The invention may take physical form in various parts and arrangements of parts and in various steps, and arrangements of steps. The drawings are only for purposes of illustrating the preferred embodiments and are not to be construed as limiting the invention.
FIG. 1 is a schematic diagram of the multi-tube CT gantry in accordance with the present invention;
FIG. 2 details one embodiment of a thermal monitoring component of the multi-tube CT gantry; and
FIG. 3 details a second embodiment of a thermal monitoring component of the multi-tube CT gantry.
A multi-tube CT scanner may be best understood by division into a control portion A, an examination area and CT scanner hardware portion B and an image processing section C.
Starting with the examination area and CT scanner hardware portion B, a stationary gantry portion 10 defines an examination region 12 surrounded by one or more rings of x-ray detectors 14. A rotating gantry portion 16 supports two x-ray tubes 18 a, 18 b which irradiate the examination region 12 when energized. The x-ray tubes are preferably positioned to irradiate a common slice, but may advantageously be offset longitudinally to irradiate parallel slices. A motor 20 rotates the gantry 16 continuously, in the preferred spiral scanning embodiment. The patient is supported on a patient couch 22 which is advanced by a drive (not shown). In the preferred spiral scanning embodiment, the couch 22 moves longitudinally as the x-ray tubes rotate such that the subject is irradiated along a spiral trajectory. The tubes 18 a, 18 b are interruptibly connected to a power supply 24 via power lines 26 a, 26 b by a switch 28. When each of tubes 18 a, 18 b are powered, it generates a fan-shaped beam of x-rays which passes through the examination region 12 to an arc segment of the ring of x-ray detectors 14. The detectors 14 convert the x-rays received into electrical signals. The signals are forwarded on receptor line 30 to the image processing section C.

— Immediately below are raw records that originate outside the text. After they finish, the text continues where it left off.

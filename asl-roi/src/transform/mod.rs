//! 空间变换引擎.
//!
//! 本 crate 不实现重采样, 所有变换通过 [`SpaceTransform`] 委托给外部引擎.
//! ROI 注册器只负责选择形变场与前/后仿射矩阵, 以及对结果二值化.

use std::path::{Path, PathBuf};

use tempfile::TempDir;

use crate::{resolve_image, Affine, RoiResult, Volume};

mod fsl;

pub use fsl::FslTransform;

/// 非线性形变场.
///
/// 形变场是 4D 图像, 只以文件形式在变换引擎之间传递. 由引擎生成的形变场
/// 持有其临时目录, 随 `Warp` 一起释放.
#[derive(Debug)]
pub struct Warp {
    path: PathBuf,
    _scratch: Option<TempDir>,
}

impl Warp {
    /// 引用已有的形变场文件. `base` 可以是不带扩展名的 FSL 风格路径.
    pub fn from_file<P: AsRef<Path>>(base: P) -> RoiResult<Self> {
        Ok(Self {
            path: resolve_image(base)?,
            _scratch: None,
        })
    }

    /// 位于临时目录 `scratch` 中的形变场. `scratch` 在 `Warp` 被 drop 时删除.
    pub fn in_scratch(path: PathBuf, scratch: TempDir) -> Self {
        Self {
            path,
            _scratch: Some(scratch),
        }
    }

    /// 形变场文件路径.
    #[inline]
    pub fn path(&self) -> &Path {
        &self.path
    }
}

/// 一次重采样请求: 将 `image` 变换到 `reference` 的体素网格上.
///
/// 变换顺序为 `premat`, `warp`, `postmat`.
#[derive(Debug, Clone, Copy)]
pub struct WarpRequest<'a> {
    /// 待变换图像.
    pub image: &'a Volume,

    /// 参考图像, 决定输出网格.
    pub reference: &'a Volume,

    /// 非线性形变场 (相对位移).
    pub warp: Option<&'a Warp>,

    /// 形变前的仿射矩阵.
    pub premat: Option<&'a Affine>,

    /// 形变后的仿射矩阵.
    pub postmat: Option<&'a Affine>,
}

impl<'a> WarpRequest<'a> {
    /// 不带任何变换的请求.
    pub fn new(image: &'a Volume, reference: &'a Volume) -> Self {
        Self {
            image,
            reference,
            warp: None,
            premat: None,
            postmat: None,
        }
    }

    /// 设置形变场.
    #[inline]
    pub fn warp(mut self, warp: &'a Warp) -> Self {
        self.warp = Some(warp);
        self
    }

    /// 设置前置仿射矩阵.
    #[inline]
    pub fn premat(mut self, premat: &'a Affine) -> Self {
        self.premat = Some(premat);
        self
    }

    /// 设置后置仿射矩阵.
    #[inline]
    pub fn postmat(mut self, postmat: &'a Affine) -> Self {
        self.postmat = Some(postmat);
        self
    }
}

/// 外部变换引擎.
pub trait SpaceTransform {
    /// 按 `request` 重采样, 返回位于参考网格上的图像.
    fn apply(&self, request: &WarpRequest<'_>) -> RoiResult<Volume>;

    /// 求形变场的逆. `reference` 为原形变场源空间的参考图像.
    fn invert_warp(&self, warp: &Warp, reference: &Volume) -> RoiResult<Warp>;
}

impl<T: SpaceTransform + ?Sized> SpaceTransform for &T {
    #[inline]
    fn apply(&self, request: &WarpRequest<'_>) -> RoiResult<Volume> {
        (**self).apply(request)
    }

    #[inline]
    fn invert_warp(&self, warp: &Warp, reference: &Volume) -> RoiResult<Warp> {
        (**self).invert_warp(warp, reference)
    }
}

The image processing section C includes an image reconstruction processor 32. Because the rotating gantry portion 16 spins and the couch 22 slides through the examination region 14 longitudinally, the image reconstruction processor 32, needs angular and linear position information to reconstruct a volume image representation from the signals from the detectors 14. In the preferred embodiment, the longitudinal couch position information is provided on a line 34 from a linear encoder 315 to the image reconstruction processor 32. The angular x-ray source position information is provided on a line 38 from the motor 20 or other angular position encoder. Moreover, because only one of a plurality of x-ray tubes 18 is operating at any one time, the image reconstruction processor 32 is supplied data regarding which x-ray tube is operating. Data identifying the operating tube is sent on a line 40 from the switch 28 to the image reconstruction processor 32.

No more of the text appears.